A plan I have used is to take an organized tour the first time I visit regions / countries. After that, I always make my own arrangements since I have a pretty good idea what I do and do not want to look at on the next visit(s).

Cheers


----------



## janej (Nov 12, 2010)

Mitch,

Thanks for the suggestion.  It does make sense to start with a tour.  Will you please suggest some good tour companies?

Jane


----------



## x3 skier (Nov 12, 2010)

janej said:


> Mitch,
> 
> Thanks for the suggestion.  It does make sense to start with a tour.  Will you please suggest some good tour companies?
> 
> Jane



One I have used a number of times in the past is Grand European Tours www.getours.com. One reason I like them is they have what they call "Super Leisure" or something like that where you stay in some places for two or more days. As a minor train buff, I took their train tour across Europe and really enjoyed it. Another good way is a river cruise through Europe since you can unpack once and only pack again at the end.

Cheers

PS, the Quote is by Mitch Hedberg, and I am actually Rick.


----------



## DeniseM (Nov 12, 2010)

For a first trip, you might want to start with the UK, where everyone speaks English.

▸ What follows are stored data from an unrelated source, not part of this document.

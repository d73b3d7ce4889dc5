use std::sync::atomic::{AtomicU64, Ordering};
use std::thread;
use std::time::Duration;

use crate::config::SimulationConfig;
use crate::error::Result;
use crate::event::{ActorKind, Clock, Phase, RunStats};
use crate::sink::{EventSink, MetricsSink};
use crate::state::SharedState;

/// Entry points for readers and writers which wrap the [`SharedState`] with
/// observability.
///
/// Every phase transition is recorded in the [`EventSink`] and every state
/// change is followed by a snapshot pushed to the [`MetricsSink`].
pub struct Coordinator {
    state: SharedState,
    events: EventSink,
    metrics: MetricsSink,
    clock: Clock,
    total_reads: AtomicU64,
    total_writes: AtomicU64,
}

impl Coordinator {
    /// Construct a new coordinator around a zeroed state.
    pub fn new(
        clock: Clock,
        event_capacity: Option<usize>,
        metrics_capacity: Option<usize>,
    ) -> Self {
        Self {
            state: SharedState::default(),
            events: EventSink::new(clock, event_capacity),
            metrics: MetricsSink::new(metrics_capacity),
            clock,
            total_reads: AtomicU64::new(0),
            total_writes: AtomicU64::new(0),
        }
    }

    /// Construct a coordinator using the sink capacities of `config`.
    pub fn from_config(config: &SimulationConfig) -> Self {
        Self::new(Clock::start(), config.event_capacity, config.metrics_capacity)
    }

    /// Perform one read, spending `work` inside the read section without
    /// holding any lock. Returns the value observed.
    pub fn read(&self, actor_id: u32, work: Duration) -> Result<u64> {
        let guard = self.state.enter_read_with(|counters| {
            self.events.record(
                ActorKind::Reader,
                actor_id,
                Phase::Waiting,
                format!(
                    "writer priority, pending writers = {}",
                    counters.waiting_writers + counters.admitted_writers
                ),
            );
        });

        let value = guard.value();
        let readers = guard.active_readers();

        self.events.record(
            ActorKind::Reader,
            actor_id,
            Phase::Reading,
            format!("value = {value}, readers = {readers}"),
        );
        self.snapshot();
        tracing::debug!(reader = actor_id, value, readers, "reading");

        thread::sleep(work);

        let readers = guard.exit()?;

        self.events.record(
            ActorKind::Reader,
            actor_id,
            Phase::Finished,
            format!("readers = {readers}"),
        );
        self.total_reads.fetch_add(1, Ordering::Relaxed);
        self.snapshot();
        tracing::debug!(reader = actor_id, readers, "finished reading");
        Ok(value)
    }

    /// Perform one write, incrementing the value and holding exclusive access
    /// for `work`. Returns the new value.
    pub fn write(&self, actor_id: u32, work: Duration) -> Result<u64> {
        let mut guard = self.state.enter_write_with(|counters| {
            self.events.record(
                ActorKind::Writer,
                actor_id,
                Phase::Waiting,
                format!("waiting writers = {}", counters.waiting_writers),
            );
        })?;

        let old = *guard;

        self.events.record(
            ActorKind::Writer,
            actor_id,
            Phase::Writing,
            format!("old = {old}, new = {}", old.wrapping_add(1)),
        );

        let (_, new) = guard.apply(|value| value.wrapping_add(1))?;
        self.snapshot();
        tracing::debug!(writer = actor_id, old, new, "writing");

        thread::sleep(work);

        self.events.record(
            ActorKind::Writer,
            actor_id,
            Phase::Finished,
            format!("new = {new}"),
        );
        self.total_writes.fetch_add(1, Ordering::Relaxed);
        guard.exit();
        self.snapshot();
        tracing::debug!(writer = actor_id, new, "finished writing");
        Ok(new)
    }

    /// Cumulative counters, safe to call while drivers are running.
    pub fn stats(&self) -> RunStats {
        RunStats {
            total_reads: self.total_reads.load(Ordering::Relaxed),
            total_writes: self.total_writes.load(Ordering::Relaxed),
            max_concurrent_readers: self.state.counters().max_concurrent_readers,
        }
    }

    /// The current shared value.
    pub fn value(&self) -> u64 {
        self.state.value()
    }

    /// The guarded state.
    pub fn state(&self) -> &SharedState {
        &self.state
    }

    /// The event log of this run.
    pub fn events(&self) -> &EventSink {
        &self.events
    }

    /// The snapshot queue of this run.
    pub fn metrics(&self) -> &MetricsSink {
        &self.metrics
    }

    /// The time base of this run.
    pub fn clock(&self) -> &Clock {
        &self.clock
    }

    fn snapshot(&self) {
        self.metrics.push(self.state.sample(&self.clock));
    }
}
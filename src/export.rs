//! Module to export a recorded run for offline inspection.

use std::fs::File;
use std::io::{self, BufWriter, Write};
use std::path::Path;

use serde::Serialize;

use crate::error::Result;
use crate::event::{ActorKind, Event, Phase, Snapshot};

/// Characters which would split an event across lines or columns.
const BREAKS: &[char] = &['\t', '\r', '\n'];

#[derive(Serialize)]
struct Row<'a> {
    timestamp_ms: f64,
    actor: ActorKind,
    id: u32,
    phase: Phase,
    detail: &'a str,
}

/// Write one line per event, using the same format as the event's
/// `Display` implementation.
///
/// Tabs and line breaks in details are replaced with spaces, so every event
/// occupies exactly one line.
pub fn write_log<W>(mut out: W, events: &[Event]) -> io::Result<()>
where
    W: Write,
{
    for event in events {
        let line = event.to_string();

        if line.contains(BREAKS) {
            writeln!(out, "{}", line.replace(BREAKS, " "))?;
        } else {
            writeln!(out, "{line}")?;
        }
    }

    out.flush()
}

/// Write events as CSV with the columns
/// `timestamp_ms,actor,id,phase,detail`.
pub fn write_csv<W>(out: W, events: &[Event]) -> Result<()>
where
    W: Write,
{
    let mut writer = csv::Writer::from_writer(out);

    for event in events {
        writer.serialize(Row {
            timestamp_ms: event.timestamp as f64 / 1_000_000.0,
            actor: event.actor,
            id: event.actor_id,
            phase: event.phase,
            detail: &event.detail,
        })?;
    }

    writer.flush()?;
    Ok(())
}

/// Write snapshots as CSV, one row per snapshot.
pub fn write_metrics_csv<W>(out: W, snapshots: &[Snapshot]) -> Result<()>
where
    W: Write,
{
    let mut writer = csv::Writer::from_writer(out);

    for snapshot in snapshots {
        writer.serialize(snapshot)?;
    }

    writer.flush()?;
    Ok(())
}

/// Write events as CSV to the given path.
pub fn write_csv_path<P>(path: P, events: &[Event]) -> Result<()>
where
    P: AsRef<Path>,
{
    let out = BufWriter::new(File::create(path)?);
    write_csv(out, events)
}

#[cfg(test)]
mod tests {
    use crate::event::Clock;
    use crate::sink::EventSink;

    use super::*;

    fn events() -> Vec<Event> {
        let sink = EventSink::new(Clock::start(), None);
        sink.record(
            ActorKind::Writer,
            1,
            Phase::Writing,
            String::from("old = 0, new = 1"),
        );
        sink.record(
            ActorKind::Reader,
            2,
            Phase::Finished,
            String::from("line\tbreak\nhere"),
        );
        sink.history()
    }

    #[test]
    fn log_has_one_line_per_event() {
        let mut out = Vec::new();
        write_log(&mut out, &events()).unwrap();

        let text = String::from_utf8(out).unwrap();
        let lines = text.lines().collect::<Vec<_>>();
        assert_eq!(lines.len(), 2);
        assert!(lines[0].ends_with("Writer 1 WRITING | old = 0, new = 1"));
        assert!(lines[1].ends_with("Reader 2 finished | line break here"));
    }

    #[test]
    fn csv_quotes_details() {
        let mut out = Vec::new();
        write_csv(&mut out, &events()).unwrap();

        let mut reader = csv::Reader::from_reader(out.as_slice());
        let headers = reader.headers().unwrap().clone();
        assert_eq!(
            headers.iter().collect::<Vec<_>>(),
            ["timestamp_ms", "actor", "id", "phase", "detail"]
        );

        let records = reader.records().collect::<Result<Vec<_>, _>>().unwrap();
        assert_eq!(records.len(), 2);
        assert_eq!(&records[0][1], "writer");
        assert_eq!(&records[0][3], "writing");
        assert_eq!(&records[0][4], "old = 0, new = 1");
        assert_eq!(&records[1][4], "line\tbreak\nhere");
    }

    #[test]
    fn metrics_csv_has_header() {
        let mut out = Vec::new();
        let snapshot = Snapshot {
            timestamp: 1,
            active_readers: 2,
            waiting_writers: 1,
            admitted_writers: 0,
            value: 3,
        };

        write_metrics_csv(&mut out, &[snapshot]).unwrap();

        let text = String::from_utf8(out).unwrap();
        assert_eq!(
            text,
            "timestamp,active_readers,waiting_writers,admitted_writers,value\n1,2,1,0,3\n"
        );
    }

    #[test]
    fn write_to_path() {
        let dir = tempfile::tempdir().unwrap();
        let path = dir.path().join("simulation_logs.csv");
        write_csv_path(&path, &events()).unwrap();

        let text = std::fs::read_to_string(&path).unwrap();
        assert!(text.starts_with("timestamp_ms,actor,id,phase,detail\n"));
        assert_eq!(text.lines().count(), 4);
    }
}
use std::sync::mpsc;
use std::thread;
use std::time::Duration;

use rwprio::{
    ActorKind, DelayRange, Phase, RunStats, Simulation, SimulationConfig, Snapshot, Timings,
};

/// Run a simulation to completion, collecting every snapshot along the way.
///
/// Panics if the run does not end within `timeout`.
fn run(config: SimulationConfig, timeout: Duration) -> (RunStats, u64, Vec<Snapshot>) {
    let (tx, rx) = mpsc::channel();

    thread::spawn(move || {
        let simulation = Simulation::start(&config).unwrap();
        let mut snapshots = Vec::new();

        while !simulation.is_finished() {
            snapshots.extend(simulation.drain_metrics());
            thread::sleep(Duration::from_millis(5));
        }

        snapshots.extend(simulation.drain_metrics());
        snapshots.sort_by_key(|snapshot| snapshot.timestamp);
        let value = simulation.coordinator().value();
        let stats = simulation.join().unwrap();
        let _ = tx.send((stats, value, snapshots));
    });

    match rx.recv_timeout(timeout) {
        Ok(result) => result,
        Err(error) => panic!("simulation did not finish in time: {error}"),
    }
}

fn config(
    readers: usize,
    writers: usize,
    duration_ms: u64,
    timings: Timings,
) -> SimulationConfig {
    SimulationConfig {
        timings,
        seed: Some(42),
        ..SimulationConfig::new(readers, writers, Duration::from_millis(duration_ms))
    }
}

#[test]
fn value_matches_total_writes() {
    let (stats, value, _) = run(
        config(4, 3, 400, Timings::default().scaled(1, 50)),
        Duration::from_secs(20),
    );

    assert!(stats.total_writes > 0);
    assert_eq!(value, stats.total_writes);
}

#[test]
fn one_reader_one_writer_both_make_progress() {
    let (stats, _, _) = run(
        config(1, 1, 300, Timings::default().scaled(1, 20)),
        Duration::from_secs(20),
    );

    assert!(stats.total_reads > 0);
    assert!(stats.total_writes > 0);
}

#[test]
fn snapshots_never_show_readers_and_writer_together() {
    let (stats, value, snapshots) = run(
        config(5, 1, 600, Timings::default().scaled(1, 50)),
        Duration::from_secs(20),
    );

    assert!(!snapshots.is_empty());
    assert_eq!(value, stats.total_writes);

    for snapshot in &snapshots {
        assert!(
            snapshot.active_readers == 0 || snapshot.admitted_writers == 0,
            "{snapshot:?}"
        );
    }

    // Value only moves forward across samples.
    assert!(snapshots.windows(2).all(|w| w[0].value <= w[1].value));

    let max_sampled = snapshots.iter().map(|s| s.active_readers).max().unwrap_or(0);
    assert!(stats.max_concurrent_readers >= max_sampled);
}

#[test]
fn readers_only() {
    let (stats, value, _) = run(
        config(3, 0, 200, Timings::default().scaled(1, 10)),
        Duration::from_secs(20),
    );

    assert_eq!(stats.total_writes, 0);
    assert_eq!(value, 0);
    assert!((1..=3).contains(&stats.max_concurrent_readers));
    assert!(stats.total_reads >= 3);
}

#[test]
fn overlapping_readers_reach_full_concurrency() {
    let timings = Timings {
        read_work: DelayRange::new(300, 300),
        ..Timings::default().scaled(1, 10)
    };

    let (stats, _, snapshots) = run(config(4, 0, 50, timings), Duration::from_secs(20));

    assert_eq!(stats.max_concurrent_readers, 4);
    assert!(snapshots.iter().all(|s| s.active_readers <= 4));
}

#[test]
fn single_writer_is_bounded_by_cycle_time() {
    // Duration and delays of the reference scenario, scaled down tenfold.
    let (stats, value, _) = run(
        config(0, 1, 500, Timings::default().scaled(1, 10)),
        Duration::from_secs(20),
    );

    assert!((1..=2).contains(&stats.total_writes), "{stats:?}");
    assert_eq!(stats.total_reads, 0);
    assert_eq!(value, stats.total_writes);
}

#[test]
fn events_are_drained_once_and_kept_for_export() {
    let config = config(2, 1, 200, Timings::default().scaled(1, 20));
    let simulation = Simulation::start(&config).unwrap();
    let mut drained = Vec::new();

    while !simulation.is_finished() {
        drained.extend(simulation.drain_events(8));
        thread::sleep(Duration::from_millis(5));
    }

    drained.extend(simulation.drain_events(usize::MAX));
    assert!(simulation.drain_events(usize::MAX).is_empty());

    let history = simulation.history();
    assert!(history.windows(2).all(|w| w[0].id() < w[1].id()));

    let mut drained = drained.iter().map(|e| e.id()).collect::<Vec<_>>();
    drained.sort();
    assert_eq!(drained, history.iter().map(|e| e.id()).collect::<Vec<_>>());

    let tail = simulation.tail_events(20);
    assert_eq!(tail.len(), history.len().min(20));
    assert_eq!(tail.last().map(|e| e.id()), history.last().map(|e| e.id()));

    let stats = simulation.join().unwrap();

    let count = |actor, phase| {
        history
            .iter()
            .filter(|e| e.actor() == actor && e.phase() == phase)
            .count() as u64
    };

    assert_eq!(count(ActorKind::Reader, Phase::Finished), stats.total_reads);
    assert_eq!(count(ActorKind::Writer, Phase::Finished), stats.total_writes);
    assert_eq!(count(ActorKind::Writer, Phase::Writing), stats.total_writes);
    assert_eq!(count(ActorKind::Writer, Phase::Waiting), stats.total_writes);
}

#[test]
fn bounded_event_history() {
    let config = SimulationConfig {
        event_capacity: Some(10),
        ..config(3, 1, 200, Timings::default().scaled(1, 50))
    };

    let simulation = Simulation::start(&config).unwrap();

    while !simulation.is_finished() {
        thread::sleep(Duration::from_millis(5));
    }

    assert!(simulation.history().len() <= 10);
    simulation.join().unwrap();
}

#[test]
fn start_from_toml() {
    let config = SimulationConfig::from_toml_str(
        r#"
        readers = 2
        writers = 1
        duration_ms = 100
        seed = 3

        [timings]
        read_work = { min_ms = 5, max_ms = 10 }
        read_think = { min_ms = 10, max_ms = 20 }
        write_work = { min_ms = 5, max_ms = 10 }
        write_think = { min_ms = 10, max_ms = 20 }
        "#,
    )
    .unwrap();

    let (stats, value, _) = run(config, Duration::from_secs(20));
    assert!(stats.total_reads > 0);
    assert_eq!(value, stats.total_writes);
}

In the UK, I don't think you need a tour at all.  Note that many times tour groups are mostly senior citizens.  Nothing wrong with that, but maybe not a good match for 2 active boys.


----------



## Carolinian (Nov 12, 2010)

I would concur with a first trip to the UK, but for variety I would add Ireland, which also speaks English, or the Netherlands where a large number of people speak English as well as their native Dutch.  That will make you more comfortable on your first trip.

There is another good reason for the combination.  The UK socks air passengers with very heavy long haul departure taxes.  By flying into the UK and then out of another country, you avoid that.  An LCC can get you cheaply to Ireland or the Netherlands with only a much smaller short haul departure tax.  A ticket where you fly into one place and out of another is called an 'open jaws'' ticket and is priced at half the round trip fare of one city pair plus half the round trip fare of the other.

London is an obvious must in the UK, and you could easily spend a week in and around London, including easy day trips to places like Windsor Castle and Hampton Court Palace.  Other easy day trips include Oxford, Cambridge, and the historic ships at Portsmouth.

For the Netherlands, I would pick Amrsterdam for a first trip and for Ireland Dublin.

Personally, I avoid guided tours because it is rare that your interests are going to track exactly with those of a tour guide.  Some places you want to spend more time, you will get moved along and others that you don't care much about, the guide will dwell on at length.  I have done exactly two guided tours in my own travel in Europe, both to places where there were some security concerns, a day trip from Spain to Tangier, Morrocco and a week long trip to Moscow and St. Petersburg a year or so after Communism fell.  In Morrocco, the guide wasted a good hour with a guy trying to sell us rugs and in Russia, the scheduling of the tour of St. Petersburg was so disappointing that in Moscow I left the guide and went around on my own.  There is absolutely no reason to feel insecure enough to have to take a guided tour in the UK or indeed in most of western Europe.  A good guidebook will let you go at your own pace and see the things that are important to you.  That said, a good introduction to many cities is the common hop-on hop-off tour buses.  For a first trip, they are a good way to get the lay of the land.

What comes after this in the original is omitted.